On 24/10/2010 21:12, geni wrote:
> On 24 October 2010 20:58, ????<wiki-l...@phizz.demon.co.uk>  wrote:
>> Its not a question of lower levels of reliability it is a question of
>> the absence of reliability, the fact that one can never be sure that
>> what one is reading is correct, an honest mistake, or something inserted
>> to push some agenda.
>
> And how does that differ from every other document written by human beings 
> ever?
>
>> Next to the EB we have a French encyclopaedia. It is much less in depth
>> but it is still accurate in what it has to say on the subjects it
>> covers, and again I don't have to worry about whether some one just
>> added nonsense to the article on Maurice Jarre.
>
> You've just defined the New Columbia Encyclopedia as not an
> encyclopedia (see
> http://www.newyorker.com/archive/2005/08/29/050829ta_talk_alford ).
>
> And then well consider this:
>
> http://en.wikipedia.org/wiki/Rhine#Length
>

Oh well that's OK then.
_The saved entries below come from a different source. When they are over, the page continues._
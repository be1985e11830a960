#![allow(clippy::module_inception)]
mod stencil;
mod tv_stencil;

pub mod standard_stencils;

pub use standard_stencils::*;
pub use stencil::*;
pub use tv_stencil::*;
use crate::util::*;

pub fn real_buffer_size<const DIMENSION: usize>(
    exclusive_bound: &Coord<DIMENSION>,
) -> usize {
    let mut accumulator = 1;
    for d in exclusive_bound {
        accumulator *= *d as usize;
    }
    accumulator
}

/// Like `real_buffer_size`, but returns `None` instead of wrapping
/// when the cell count does not fit in a `usize`.
pub fn checked_buffer_size<const DIMENSION: usize>(
    exclusive_bound: &Coord<DIMENSION>,
) -> Option<usize> {
    exclusive_bound
        .iter()
        .try_fold(1usize, |acc, d| acc.checked_mul(usize::try_from(*d).ok()?))
}

pub fn coord_to_linear<const GRID_DIMENSION: usize>(
    coord: &Coord<GRID_DIMENSION>,
    exclusive_bounds: &Coord<GRID_DIMENSION>,
) -> usize {
    let mut accumulator = 0;
    for d in 0..GRID_DIMENSION {
        debug_assert!(coord[d] >= 0);
        accumulator = accumulator * exclusive_bounds[d] as usize
            + coord[d] as usize;
    }
    accumulator
}

pub fn linear_to_coord<const GRID_DIMENSION: usize>(
    linear_index: usize,
    exclusive_bounds: &Coord<GRID_DIMENSION>,
) -> Coord<GRID_DIMENSION> {
    let mut result = Coord::zero();
    let mut index_accumulator = linear_index;
    for d in (0..GRID_DIMENSION).rev() {
        let extent = exclusive_bounds[d] as usize;
        result[d] = (index_accumulator % extent) as i32;
        index_accumulator /= extent;
    }
    result
}

#[cfg(test)]
mod unit_tests {
    use super::*;

    #[test]
    fn buffer_size_test() {
        {
            let dimensions = vector![5];
            assert_eq!(real_buffer_size(&dimensions), 5);
            assert_eq!(checked_buffer_size(&dimensions), Some(5));
        }

        {
            let dimensions = vector![5, 7];
            assert_eq!(real_buffer_size(&dimensions), 5 * 7);
            assert_eq!(checked_buffer_size(&dimensions), Some(35));
        }

        {
            let dimensions = vector![i32::MAX, i32::MAX, i32::MAX];
            assert_eq!(checked_buffer_size(&dimensions), None);
        }
    }

    #[test]
    fn coord_to_linear_index_test() {
        {
            let index = vector![5, 7];
            let bound = vector![20, 20];
            assert_eq!(coord_to_linear(&index, &bound), 5 * 20 + 7);
        }

        {
            let index = vector![5];
            let bound = vector![20];
            assert_eq!(coord_to_linear(&index, &bound), 5);
        }

        {
            let index = vector![3, 1];
            let bound = vector![4, 6];
            assert_eq!(coord_to_linear(&index, &bound), 3 * 6 + 1);
        }
    }

    #[test]
    fn linear_to_coord_test() {
        {
            let index = 67;
            let bound = vector![10, 10];
            assert_eq!(linear_to_coord(index, &bound), vector![6, 7]);
        }

        {
            let index = 67;
            let bound = vector![100];
            assert_eq!(linear_to_coord(index, &bound), vector![67]);
        }

        {
            let index = 19;
            let bound = vector![4, 6];
            assert_eq!(linear_to_coord(index, &bound), vector![3, 1]);
        }
    }
}
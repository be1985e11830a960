use crate::boundary::*;
use crate::config::SolverConfig;
use crate::domain::*;
use crate::error::Result;
use crate::report::*;
use crate::solver::*;
use crate::stencil::*;
use crate::tiling::TilePlan;
use std::time::Instant;

/// Tiled solver over the heat stencil.
pub type HeatTiledSolver<'a, BC, const GRID_DIMENSION: usize> =
    TiledSolver<'a, HeatStencil<GRID_DIMENSION>, BC, GRID_DIMENSION>;

/// Step count after `frame` of `frames` evenly spaced frames over `steps`.
/// The last frame ends at exactly `steps`.
fn frame_end(frame: usize, frames: usize, steps: usize) -> usize {
    steps / frames * frame + steps % frames * frame / frames
}

/// One run of the heat equation.
///
/// Owns the configuration, both generations and the global time.
/// Everything that can fail does so in `new`, once a `Simulation` exists
/// every call runs its timesteps to completion.
pub struct Simulation<const GRID_DIMENSION: usize> {
    config: SolverConfig,
    store: GridStore<GRID_DIMENSION>,
    global_time: usize,
    pool: Option<rayon::ThreadPool>,
}

impl<const GRID_DIMENSION: usize> Simulation<GRID_DIMENSION> {
    pub fn new(config: SolverConfig) -> Result<Self> {
        config.validate()?;
        let pool = config
            .threads
            .map(|threads| {
                rayon::ThreadPoolBuilder::new().num_threads(threads).build()
            })
            .transpose()?;
        let store = GridStore::from_config(&config)?;
        log::debug!(
            "Simulation: {}D, n: {}, steps: {}, boundary: {}, threads: {:?}",
            GRID_DIMENSION,
            config.extent,
            config.steps,
            config.boundary,
            config.threads
        );
        Ok(Simulation {
            config,
            store,
            global_time: 0,
            pool,
        })
    }

    pub fn config(&self) -> &SolverConfig {
        &self.config
    }

    pub fn store(&self) -> &GridStore<GRID_DIMENSION> {
        &self.store
    }

    /// Timesteps completed so far.
    pub fn time(&self) -> usize {
        self.global_time
    }

    /// The authoritative generation, `time() % 2`.
    pub fn grid(&self) -> &OwnedDomain<GRID_DIMENSION> {
        self.store
            .generation(GridStore::<GRID_DIMENSION>::current(self.global_time))
    }

    pub fn verify(&self) -> Verification {
        Verification::new(self.grid().buffer())
    }

    pub fn stencil(&self) -> HeatStencil<GRID_DIMENSION> {
        HeatStencil::new(self.config.decay_rate)
    }

    /// Run `steps` timesteps starting at the current global time.
    pub fn advance<SolverType>(
        &mut self,
        solver: &SolverType,
        steps: usize,
    ) -> RunTiming
    where
        SolverType: SolverInterface<GRID_DIMENSION>,
    {
        let Simulation {
            store,
            global_time,
            pool,
            ..
        } = self;
        let start = Instant::now();
        let mut run = || {
            for _ in 0..steps {
                let (input, output) = store.split(*global_time);
                solver.step(input, output, *global_time);
                *global_time += 1;
            }
        };
        match pool {
            Some(pool) => pool.install(run),
            None => run(),
        }
        let end = Instant::now();
        RunTiming { start, end, steps }
    }

    /// Run the configured number of timesteps.
    pub fn run<SolverType>(&mut self, solver: &SolverType) -> RunTiming
    where
        SolverType: SolverInterface<GRID_DIMENSION>,
    {
        let timing = self.advance(solver, self.config.steps);
        log::info!(
            "{} solver: {} steps in {:?}",
            solver.name(),
            timing.steps,
            timing.elapsed()
        );
        timing
    }

    /// Run `steps` timesteps split over `frames` evenly spaced frames.
    /// `observer` sees the initial grid as frame 0 and the grid after each
    /// stretch as frames `1..=frames`. When `steps % frames != 0` the
    /// stretches differ by one step, and with more frames than steps some
    /// frames repeat the previous grid. The returned timing covers only
    /// the timesteps.
    pub fn run_frames<SolverType, F>(
        &mut self,
        solver: &SolverType,
        frames: usize,
        steps: usize,
        mut observer: F,
    ) -> RunTiming
    where
        SolverType: SolverInterface<GRID_DIMENSION>,
        F: FnMut(usize, &OwnedDomain<GRID_DIMENSION>),
    {
        let frames = frames.max(1);
        observer(0, self.grid());
        let start = Instant::now();
        let mut elapsed = std::time::Duration::ZERO;
        for frame in 1..=frames {
            let stretch = frame_end(frame, frames, steps)
                - frame_end(frame - 1, frames, steps);
            elapsed += self.advance(solver, stretch).elapsed();
            observer(frame, self.grid());
        }
        RunTiming {
            start,
            end: start + elapsed,
            steps,
        }
    }

    pub fn naive_solver<BC: BoundaryPolicy>(
        stencil: &HeatStencil<GRID_DIMENSION>,
        bc: BC,
    ) -> NaiveSolver<'_, HeatStencil<GRID_DIMENSION>, BC, GRID_DIMENSION> {
        NaiveSolver::new(stencil, bc)
    }

    /// Tiled solver over this run's grid and block sizes.
    pub fn tiled_solver<'a, BC: BoundaryPolicy>(
        &self,
        stencil: &'a HeatStencil<GRID_DIMENSION>,
        bc: BC,
    ) -> HeatTiledSolver<'a, BC, GRID_DIMENSION> {
        let plan = TilePlan::new(
            *self.store.aabb(),
            self.config.block_size,
            self.config.inner_block_size,
        );
        TiledSolver::new(stencil, bc, plan)
    }

    /// Run the configured timesteps with the solver for `mode` and the
    /// configured boundary policy.
    pub fn run_mode(&mut self, mode: ExecutionMode) -> RunTiming
    where
        for<'a> HeatTiledSolver<'a, Periodic, GRID_DIMENSION>:
            SolverInterface<GRID_DIMENSION>,
        for<'a> HeatTiledSolver<'a, ZeroPadded, GRID_DIMENSION>:
            SolverInterface<GRID_DIMENSION>,
    {
        self.run_mode_frames(mode, 1, |_, _| {})
    }

    /// The configured timesteps through `run_frames`, with the solver for
    /// `mode` and the configured boundary policy.
    pub fn run_mode_frames<F>(
        &mut self,
        mode: ExecutionMode,
        frames: usize,
        observer: F,
    ) -> RunTiming
    where
        F: FnMut(usize, &OwnedDomain<GRID_DIMENSION>),
        for<'a> HeatTiledSolver<'a, Periodic, GRID_DIMENSION>:
            SolverInterface<GRID_DIMENSION>,
        for<'a> HeatTiledSolver<'a, ZeroPadded, GRID_DIMENSION>:
            SolverInterface<GRID_DIMENSION>,
    {
        let steps = self.config.steps;
        let stencil = self.stencil();
        let timing = match (mode, self.config.boundary) {
            (ExecutionMode::Naive, BoundaryKind::Periodic) => {
                let solver = Self::naive_solver(&stencil, Periodic);
                self.run_frames(&solver, frames, steps, observer)
            }
            (ExecutionMode::Naive, BoundaryKind::NonPeriodic) => {
                let solver = Self::naive_solver(&stencil, ZeroPadded);
                self.run_frames(&solver, frames, steps, observer)
            }
            (ExecutionMode::Tiled, BoundaryKind::Periodic) => {
                let solver = self.tiled_solver(&stencil, Periodic);
                self.run_frames(&solver, frames, steps, observer)
            }
            (ExecutionMode::Tiled, BoundaryKind::NonPeriodic) => {
                let solver = self.tiled_solver(&stencil, ZeroPadded);
                self.run_frames(&solver, frames, steps, observer)
            }
        };
        log::info!(
            "{} solver, {} boundary: {} steps in {:?}",
            mode,
            self.config.boundary,
            timing.steps,
            timing.elapsed()
        );
        timing
    }
}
One Encyclopaedia puts an fake entry into the 
work about a fictitious person (born in bangs, died in an explosion, 
whilst working for combustible), and that absolutely justifies having a 
site that boasts of containing the worlds knowledge, where every page 
can be turned on its head from one page request to the next.

Whatever was I thinking? Of course the vandalism, POV pushing, and plain 
old altering of pages to 'win' an argument in the pub or the David Ike 
forum, is exactly the same as what goes on at the New Columbia Encyclopedia.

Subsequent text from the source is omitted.